Activity => Once you have located the line containing "let mut buf = String::new();" in the material below, return it exactly along with each line after it through the line containing "today's report name".

Material supplied =>

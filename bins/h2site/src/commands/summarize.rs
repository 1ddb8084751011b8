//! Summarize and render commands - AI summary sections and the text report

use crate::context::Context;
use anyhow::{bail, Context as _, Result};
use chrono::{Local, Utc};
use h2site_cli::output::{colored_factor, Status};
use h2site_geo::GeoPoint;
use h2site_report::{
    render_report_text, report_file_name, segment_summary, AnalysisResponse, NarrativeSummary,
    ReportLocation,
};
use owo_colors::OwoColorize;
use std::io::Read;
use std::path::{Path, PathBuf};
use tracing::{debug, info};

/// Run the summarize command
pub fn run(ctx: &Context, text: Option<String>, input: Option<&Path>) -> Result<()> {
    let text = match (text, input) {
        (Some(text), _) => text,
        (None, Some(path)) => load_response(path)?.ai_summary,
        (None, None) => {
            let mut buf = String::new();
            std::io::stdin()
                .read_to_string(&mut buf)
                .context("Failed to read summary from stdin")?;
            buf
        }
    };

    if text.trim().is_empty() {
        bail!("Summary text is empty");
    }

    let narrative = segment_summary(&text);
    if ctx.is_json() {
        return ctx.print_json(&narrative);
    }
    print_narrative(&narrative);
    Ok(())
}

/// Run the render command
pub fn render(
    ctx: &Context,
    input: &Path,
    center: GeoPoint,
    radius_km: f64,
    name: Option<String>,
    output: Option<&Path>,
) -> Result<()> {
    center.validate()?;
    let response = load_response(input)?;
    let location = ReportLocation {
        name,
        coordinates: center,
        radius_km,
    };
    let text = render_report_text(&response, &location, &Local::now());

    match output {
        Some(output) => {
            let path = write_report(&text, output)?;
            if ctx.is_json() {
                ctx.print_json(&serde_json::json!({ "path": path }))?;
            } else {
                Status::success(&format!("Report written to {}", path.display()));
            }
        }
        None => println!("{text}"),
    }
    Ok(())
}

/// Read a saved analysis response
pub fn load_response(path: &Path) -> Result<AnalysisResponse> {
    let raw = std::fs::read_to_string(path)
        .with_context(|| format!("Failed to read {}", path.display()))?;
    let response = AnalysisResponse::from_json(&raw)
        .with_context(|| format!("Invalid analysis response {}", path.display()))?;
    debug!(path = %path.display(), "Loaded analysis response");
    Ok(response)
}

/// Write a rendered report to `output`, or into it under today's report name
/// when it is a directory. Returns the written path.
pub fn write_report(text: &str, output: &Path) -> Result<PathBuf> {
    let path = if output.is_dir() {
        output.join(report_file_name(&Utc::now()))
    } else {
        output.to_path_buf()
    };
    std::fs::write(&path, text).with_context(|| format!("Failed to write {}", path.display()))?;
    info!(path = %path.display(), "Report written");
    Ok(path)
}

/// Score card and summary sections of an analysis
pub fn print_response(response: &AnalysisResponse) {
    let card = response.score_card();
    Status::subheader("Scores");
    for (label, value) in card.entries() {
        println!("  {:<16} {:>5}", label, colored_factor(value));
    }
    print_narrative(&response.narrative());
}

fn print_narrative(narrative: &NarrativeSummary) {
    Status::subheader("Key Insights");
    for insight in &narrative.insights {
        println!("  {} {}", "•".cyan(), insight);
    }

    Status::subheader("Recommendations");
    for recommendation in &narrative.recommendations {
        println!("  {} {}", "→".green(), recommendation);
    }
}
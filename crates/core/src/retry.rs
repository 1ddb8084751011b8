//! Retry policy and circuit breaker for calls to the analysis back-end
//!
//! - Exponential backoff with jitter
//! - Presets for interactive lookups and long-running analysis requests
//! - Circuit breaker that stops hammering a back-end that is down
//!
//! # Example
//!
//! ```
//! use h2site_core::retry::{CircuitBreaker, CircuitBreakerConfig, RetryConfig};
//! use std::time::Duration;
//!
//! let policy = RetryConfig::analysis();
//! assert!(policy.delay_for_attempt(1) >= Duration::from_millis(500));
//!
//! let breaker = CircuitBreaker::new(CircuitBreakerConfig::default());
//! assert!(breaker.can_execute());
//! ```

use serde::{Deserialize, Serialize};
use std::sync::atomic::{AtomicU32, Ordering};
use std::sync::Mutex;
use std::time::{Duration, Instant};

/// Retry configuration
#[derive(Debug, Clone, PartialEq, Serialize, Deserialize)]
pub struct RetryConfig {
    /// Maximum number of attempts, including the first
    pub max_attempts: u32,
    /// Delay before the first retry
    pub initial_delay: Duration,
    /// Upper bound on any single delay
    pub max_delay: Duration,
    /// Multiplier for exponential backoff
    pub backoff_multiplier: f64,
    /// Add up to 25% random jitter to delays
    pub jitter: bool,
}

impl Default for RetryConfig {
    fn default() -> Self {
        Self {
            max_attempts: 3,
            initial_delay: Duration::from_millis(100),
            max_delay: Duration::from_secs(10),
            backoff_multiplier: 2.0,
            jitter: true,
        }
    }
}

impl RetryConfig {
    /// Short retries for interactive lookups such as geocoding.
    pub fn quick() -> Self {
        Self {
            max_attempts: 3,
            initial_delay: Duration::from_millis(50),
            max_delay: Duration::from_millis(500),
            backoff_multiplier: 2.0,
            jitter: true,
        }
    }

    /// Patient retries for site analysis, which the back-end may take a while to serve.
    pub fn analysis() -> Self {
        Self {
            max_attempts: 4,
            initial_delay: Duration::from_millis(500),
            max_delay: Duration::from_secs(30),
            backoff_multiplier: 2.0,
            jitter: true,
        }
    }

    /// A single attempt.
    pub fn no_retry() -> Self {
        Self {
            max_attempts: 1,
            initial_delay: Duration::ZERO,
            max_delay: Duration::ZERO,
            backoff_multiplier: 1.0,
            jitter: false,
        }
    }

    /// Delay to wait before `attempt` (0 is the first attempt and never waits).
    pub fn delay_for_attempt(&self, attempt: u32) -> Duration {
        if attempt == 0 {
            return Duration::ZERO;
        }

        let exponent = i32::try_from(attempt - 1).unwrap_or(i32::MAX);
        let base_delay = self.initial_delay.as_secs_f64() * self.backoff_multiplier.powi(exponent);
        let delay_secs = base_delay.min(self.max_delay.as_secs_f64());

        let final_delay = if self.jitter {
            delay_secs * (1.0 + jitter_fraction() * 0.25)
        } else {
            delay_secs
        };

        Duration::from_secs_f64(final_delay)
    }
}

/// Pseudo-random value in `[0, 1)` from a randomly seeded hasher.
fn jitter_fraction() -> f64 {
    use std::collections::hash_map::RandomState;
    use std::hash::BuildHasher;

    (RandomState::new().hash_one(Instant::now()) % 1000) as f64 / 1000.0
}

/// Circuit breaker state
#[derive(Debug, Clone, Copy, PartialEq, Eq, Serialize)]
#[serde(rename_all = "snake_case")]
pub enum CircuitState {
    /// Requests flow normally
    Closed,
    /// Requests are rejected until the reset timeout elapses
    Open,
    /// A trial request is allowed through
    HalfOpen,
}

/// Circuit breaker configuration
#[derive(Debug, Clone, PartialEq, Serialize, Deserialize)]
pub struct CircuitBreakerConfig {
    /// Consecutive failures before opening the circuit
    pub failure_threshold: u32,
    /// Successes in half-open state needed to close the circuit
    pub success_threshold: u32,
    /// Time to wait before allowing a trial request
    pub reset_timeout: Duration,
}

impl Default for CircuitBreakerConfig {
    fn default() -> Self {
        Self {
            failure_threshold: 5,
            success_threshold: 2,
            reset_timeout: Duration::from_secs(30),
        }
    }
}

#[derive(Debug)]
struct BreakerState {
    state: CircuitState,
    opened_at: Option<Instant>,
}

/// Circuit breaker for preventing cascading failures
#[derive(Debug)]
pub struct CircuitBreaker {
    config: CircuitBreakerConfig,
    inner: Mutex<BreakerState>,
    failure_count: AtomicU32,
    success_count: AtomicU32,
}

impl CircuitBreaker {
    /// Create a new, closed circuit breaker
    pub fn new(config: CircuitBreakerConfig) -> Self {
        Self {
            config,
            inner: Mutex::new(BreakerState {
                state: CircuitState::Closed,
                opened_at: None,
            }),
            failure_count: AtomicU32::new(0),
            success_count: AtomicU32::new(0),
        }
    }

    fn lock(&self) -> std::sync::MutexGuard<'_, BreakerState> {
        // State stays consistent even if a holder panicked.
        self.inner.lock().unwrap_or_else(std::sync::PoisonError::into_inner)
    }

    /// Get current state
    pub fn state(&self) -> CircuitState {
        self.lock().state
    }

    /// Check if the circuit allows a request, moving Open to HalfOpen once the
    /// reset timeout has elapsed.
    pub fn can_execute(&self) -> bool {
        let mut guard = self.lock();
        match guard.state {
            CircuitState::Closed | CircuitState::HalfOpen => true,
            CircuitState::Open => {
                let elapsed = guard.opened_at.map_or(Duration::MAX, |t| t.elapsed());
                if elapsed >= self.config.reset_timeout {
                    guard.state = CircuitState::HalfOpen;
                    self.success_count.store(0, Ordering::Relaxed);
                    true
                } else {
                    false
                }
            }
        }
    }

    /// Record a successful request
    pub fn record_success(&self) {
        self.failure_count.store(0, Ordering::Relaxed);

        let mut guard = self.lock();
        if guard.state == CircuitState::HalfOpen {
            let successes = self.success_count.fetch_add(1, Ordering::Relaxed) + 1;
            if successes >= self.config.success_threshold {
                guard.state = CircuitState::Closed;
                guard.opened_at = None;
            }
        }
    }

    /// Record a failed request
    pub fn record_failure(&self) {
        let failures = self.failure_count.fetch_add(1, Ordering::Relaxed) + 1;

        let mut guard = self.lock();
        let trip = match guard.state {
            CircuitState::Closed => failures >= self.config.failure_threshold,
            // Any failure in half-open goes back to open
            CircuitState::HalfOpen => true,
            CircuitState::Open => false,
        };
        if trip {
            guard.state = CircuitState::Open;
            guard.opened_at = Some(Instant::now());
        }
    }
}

Reply to the task =>
            let mut buf = String::new();
            std::io::stdin()
                .read_to_string(&mut buf)
                .context("Failed to read summary from stdin")?;
            buf
        }
    };

    if text.trim().is_empty() {
        bail!("Summary text is empty");
    }

    let narrative = segment_summary(&text);
    if ctx.is_json() {
        return ctx.print_json(&narrative);
    }
    print_narrative(&narrative);
    Ok(())
}

/// Run the render command
pub fn render(
    ctx: &Context,
    input: &Path,
    center: GeoPoint,
    radius_km: f64,
    name: Option<String>,
    output: Option<&Path>,
) -> Result<()> {
    center.validate()?;
    let response = load_response(input)?;
    let location = ReportLocation {
        name,
        coordinates: center,
        radius_km,
    };
    let text = render_report_text(&response, &location, &Local::now());

    match output {
        Some(output) => {
            let path = write_report(&text, output)?;
            if ctx.is_json() {
                ctx.print_json(&serde_json::json!({ "path": path }))?;
            } else {
                Status::success(&format!("Report written to {}", path.display()));
            }
        }
        None => println!("{text}"),
    }
    Ok(())
}

/// Read a saved analysis response
pub fn load_response(path: &Path) -> Result<AnalysisResponse> {
    let raw = std::fs::read_to_string(path)
        .with_context(|| format!("Failed to read {}", path.display()))?;
    let response = AnalysisResponse::from_json(&raw)
        .with_context(|| format!("Invalid analysis response {}", path.display()))?;
    debug!(path = %path.display(), "Loaded analysis response");
    Ok(response)
}

/// Write a rendered report to `output`, or into it under today's report name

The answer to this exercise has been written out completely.